- Cover of the UK single

Song by Dexys Midnight Runners

from the album Don't Stand Me Down
- Released: 1985
- Length: 12:23 (album version)
- Songwriters: Kevin Rowland; Billy Adams; Helen O'Hara;
- Producers: Kevin Rowland; Alan Winstanley;

Music video
- "This Is What She's Like" on YouTube

= This Is What She's Like =

1985 song by Dexys Midnight Runners

"This Is What She's Like" is a song by Dexys Midnight Runners, released on their third studio album Don't Stand Me Down in September 1985 by Mercury Records, and in November 1985 as a single. The song is credited to Kevin Rowland, Billy Adams, and Helen O'Hara, with production by Rowland and Alan Winstanley. The song, inspired by Rowland's relationship with O'Hara, includes spoken conversations between Rowland and Adams. Rather than answering Adams's repeated in-song question about what "she" is like, Rowland contrasts the "she" of the title with people who irritate him, for example those who put creases in their jeans, and members of the Campaign for Nuclear Disarmament.

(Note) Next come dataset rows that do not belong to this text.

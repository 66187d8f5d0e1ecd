//! Client entrypoint for the CSR build.

// Bin target reuses lib deps, silence noisy lint.
#![allow(unused_crate_dependencies)]

use address_graph::{App, init_logging};
use leptos::prelude::*;

fn main() {
	init_logging();

	mount_to_body(|| {
		view! { <App /> }
	})
}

The music changes throughout the song, with critics noting an apparent influence of work by the Beach Boys. The song and album received a mixed critical response, and the single was not a commercial success, peaking at number 78 on the UK Singles Chart.

==Composition and lyrical interpretation==
The lyrics to "This Is What She's Like" were written by Kevin Rowland about his relationship with fellow Dexys Midnight Runners member Helen O'Hara. Rowland told Chris Roberts of Uncut in 2002 that "I'd fallen for Helen, see, and my brother said, 'I think the Italians have a word for it.' I think it came from The Godfather, when Michael Corleone's walking through Sicily chilling out after he's shot those two guys in that restaurant. I must've liked the ring of it." Rowland claimed in a 2014 interview that "This song literally came to me as I was going off to sleep. Those words – 'What's she like? Tell me what's she like' – and melodies just came. It didn't sound like anything."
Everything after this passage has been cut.